Apple pledges green glasnost
But eco-activists still not satisfied
Apple has pledged to be more open about the steps it's taking to become more environmentally responsible. But despite the company's claim to be greener than the likes of Dell, HP and Lenovo, its eco nemesis, Greenpeace, wasn't entirely satisfied with the move.
Admitting that Apple hasn't done enough to let its stakeholders know about its eco strategy, CEO Steve Jobs, in an open letter to employees, customers, shareholders and activists, said the company would now be more open about such matters in future.
As a taster, Jobs provided a list of all the noxious chemicals the company has already eliminated from its products - in some cases in advance of legislation - and provided a timetable for the removal of toxic substances the company has yet to rid its products of.
So polyvinyl chloride, brominated flame retardants, arsenic will be out by the end of 2008. Lead is already out, a victim of Apple's move to remove CRTs from its monitor line-up. Cadmium, hexavalent chromium and decabromodiphenyl ether went out when Apple products met the standards set down by Europe's Reduction of Hazardous Substance (RoHS) regulations, which came into force in July 2006. The limits determine the make-up of all Apple's products, Jobs claimed, not just those destined to be sold in Europe.
All good stuff, Greenpeace said soon after Jobs' missive was published. But it took the Mac maker to task over its US-centric recycling policy: Apple will take back kit in the States, it noted, but hasn't pledged to do the same elsewhere.
Greenpeace has in the past particularly singled out Apple as a computer company with weak eco credentials, largely because of the Mac maker's non-corporate image - even though the company's products are no worse than any of its less cool rivals.
Here we go again: Jobs walks on water and the three wise Mac-buying monkeys will neither hear, see nor speak any evil about the 'non-corporate' Apple Inc.
What a load of tosh, Apple is a big corporation who's goal is profit like any other. Quite right that Greenpeace should target them as they are a self-professed 'holier than thou' leading light of the PC industry.

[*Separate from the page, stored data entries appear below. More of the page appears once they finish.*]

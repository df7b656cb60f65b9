//! Console output layer. All user-facing text lives here.

use colored::Colorize;
use doc_ingest::IngestStats;

pub fn title(text: &str) {
    println!("\n{} {} {}", "=".repeat(10).blue(), text.bold(), "=".repeat(10).blue());
}

pub fn menu() {
    println!();
    println!("{} Rodar ingestão (reconstruir índice)", "[1]".green().bold());
    println!("{} Abrir chat assistente", "[2]".green().bold());
}

pub fn load_stats(stats: &IngestStats) {
    println!("\n{}", "Estatísticas de carregamento:".bold());
    for (source, pages) in &stats.pages_per_source {
        println!("  - Fonte {}: {} páginas", source.to_uppercase(), pages);
    }
}

pub fn chunking_stats(stats: &IngestStats) {
    println!("\n{}", "Estatísticas de chunking:".bold());
    println!("  - Total de chunks: {}", stats.total_chunks);
    println!("  - Tamanho médio: {} caracteres", stats.avg_chunk_chars);
}

pub fn index_status(collection: &str, indexed: u64) {
    println!(
        "\nColeção {} reconstruída com {} chunks.",
        collection.cyan(),
        indexed
    );
}

pub fn empty_index_notice(collection: &str) {
    println!(
        "\n{} coleção {} criada vazia; rode a ingestão (opção 1) antes de perguntar.",
        "Aviso:".yellow().bold(),
        collection.cyan()
    );
}

pub fn success(message: &str) {
    println!("\n{}", message.green().bold());
}

pub fn qa_exchange(question: &str, answer: &str) {
    println!("\n{} {}", "Pergunta:".bold(), question);
    println!("{} {}", "Resposta:".bold(), answer);
    println!("{}", "-".repeat(50).dimmed());
}

pub fn failure(context: &str, detail: &str) {
    eprintln!("\n{} {detail}", format!("{context}:").red().bold());
}
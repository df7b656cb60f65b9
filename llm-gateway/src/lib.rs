//! Provider-agnostic LLM gateway.
//!
//! One crate owns every model call the backend makes: text generation for
//! answering and reranking, and embeddings for vector search. Two providers
//! are supported (local Ollama and any OpenAI-compatible API), selected by
//! configuration. Application code talks to [`LlmProfiles`], which holds one
//! config per role (`generation`, `embedding`) and caches HTTP clients.

pub mod config;
pub mod error_handler;
pub mod service_profiles;
pub mod services;

pub use config::llm_model_config::LlmModelConfig;
pub use config::llm_provider::LlmProvider;
pub use error_handler::{ConfigError, LlmError, ProviderError};
pub use service_profiles::LlmProfiles;
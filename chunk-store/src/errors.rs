//! Unified error types for the crate.

use thiserror::Error;

/// Top-level error for chunk-store operations.
#[derive(Debug, Error)]
pub enum StoreError {
    /// Invalid or unsupported configuration.
    #[error("config error: {0}")]
    Config(String),

    /// Mismatch in vector dimensionality across records.
    #[error("vector size mismatch: got {got}, want {want}")]
    VectorSizeMismatch { got: usize, want: usize },

    /// Embedding backend failed or is unavailable.
    #[error("embedding error: {0}")]
    Embedding(String),

    /// Qdrant client errors (wrapped).
    #[error("qdrant error: {0}")]
    Qdrant(String),
}
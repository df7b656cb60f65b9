//! Prompt assembly for answer generation.

use chunk_store::Chunk;

/// System instruction for the answer model. Answers must come only from the
/// supplied context and cite which law the information came from.
pub const ANSWER_SYSTEM: &str = "Você é um assistente jurídico especializado em CDC e LGPD.\n\
Responda à pergunta do usuário utilizando APENAS o contexto fornecido.\n\
Se a resposta não estiver no contexto, diga que não possui informações suficientes.\n\
Ao responder, cite se a informação veio do \"CDC\" ou da \"LGPD\" com base nas fontes marcadas no contexto.";

/// Formats the context block: one `[SOURCE]: content` entry per chunk, in
/// the order given, separated by blank lines. Source labels are uppercased
/// so citations read as `[CDC]` / `[LGPD]`.
pub fn format_context(chunks: &[Chunk]) -> String {
    chunks
        .iter()
        .map(|c| format!("[{}]: {}", c.source.to_uppercase(), c.content))
        .collect::<Vec<_>>()
        .join("\n\n")
}

/// Builds the user prompt for the answer model.
pub fn build_answer_prompt(question: &str, context: &str) -> String {
    format!("Contexto:\n{context}\n\nPergunta:\n{question}\n\nResposta:")
}

#[cfg(test)]
mod tests {
    use super::*;

    fn chunk(content: &str, source: &str) -> Chunk {
        Chunk {
            content: content.to_string(),
            source: source.to_string(),
            page: None,
        }
    }

    #[test]
    fn context_uppercases_sources_and_preserves_order() {
        let chunks = vec![
            chunk("prazo de arrependimento", "cdc"),
            chunk("dados pessoais sensíveis", "lgpd"),
        ];
        let ctx = format_context(&chunks);
        assert_eq!(
            ctx,
            "[CDC]: prazo de arrependimento\n\n[LGPD]: dados pessoais sensíveis"
        );
    }

    #[test]
    fn empty_context_is_empty_string() {
        assert_eq!(format_context(&[]), "");
    }

    #[test]
    fn system_instruction_demands_grounded_refusal() {
        assert!(ANSWER_SYSTEM.contains("APENAS o contexto"));
        assert!(ANSWER_SYSTEM.contains("não possui informações suficientes"));
    }

    #[test]
    fn answer_prompt_carries_context_and_question() {
        let p = build_answer_prompt("qual o prazo?", "[CDC]: sete dias");
        assert!(p.starts_with("Contexto:\n[CDC]: sete dias"));
        assert!(p.contains("Pergunta:\nqual o prazo?"));
        assert!(p.ends_with("Resposta:"));
    }
}
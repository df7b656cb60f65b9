use crate::{EmbeddingsProvider, StoreError};
use std::{future::Future, pin::Pin};

/// Provider that always fails; useful in tests that must not embed.
#[derive(Clone)]
pub struct NoopEmbedder;

impl EmbeddingsProvider for NoopEmbedder {
    fn embed<'a>(
        &'a self,
        _text: &'a str,
    ) -> Pin<Box<dyn Future<Output = Result<Vec<f32>, StoreError>> + Send + 'a>> {
        Box::pin(async { Err(StoreError::Embedding("noop embedder".into())) })
    }
}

Oh and as for the lifetime of PCs compared to Macs I have lost count of the number of old PIIIs I have recycled/refurbished running XP or Linux for people who can't afford to buy one. And if any of the hardware in them fails standard replacement components are readily available.
Does that mean I can run Vista on a five year old PC? Don't mind me, it's just sour grapes.
But I would like to know if they are serving those green apples with a tawny port, oh some biscuits and a Stilton would be nice.
If you read the entire article on Apple's site, some environmental watchdog has come up with a totally bogus formula to figure out the recycling percentage for PC's. The formula assumes a 7 year cycle for PC replacement. . . 7 years? I know people, ordinary people, old people, who are on their fourth Wintel box in as much time. While my grandfather is still using his CRT iMac that runs at a paltry 600MHz. Thing is, Windows boxes and their manufacturers, have convinced Joe Consumer that they are disposable, and they are treated as such. Most Macs, on the other hand, are likely either in the possession of their original owner, donated, or recycled. Once Apple's recycling plan ramps up, I don' see Windows PC's ever being recycled with the same frequency as Apple machine, not only because they are designed to be disposable, like a polystyrene coffee cup, but also because Mac users tend to err on the side of affluency, environmental awareness, and intelligence.
Today we saw something we've all been waiting for: the words "A Greener Apple" on the front page of Apple's site, with a message from Steve Jobs saying "Today we're changing our policy."
According to the Steve the policy that is changing is
"It is generally not Apple’s policy to trumpet our plans for the future; we tend to talk about the things we have just accomplished."
Trying to be greener is a policy that stays the same. It's bragging about it, like HP, Dell and such that's changing.
Is Greenpeace being dishonest, or am I just biased.
Personally I like my apples to be red and juicy but green will do.
I do have a serious point about Apples, they tend to last longer than your average PC and your average Mac user will hold on to older machines for longer. I currently use a G4 Powerbook and G4 PowerPC but I do still have my old PowerPC 6500 which is for my young daughters. It runs at a staggering 333mhz and is perfectly adequate.
Surely the longer shelf-life of its products has to count towards Apple's green credentials?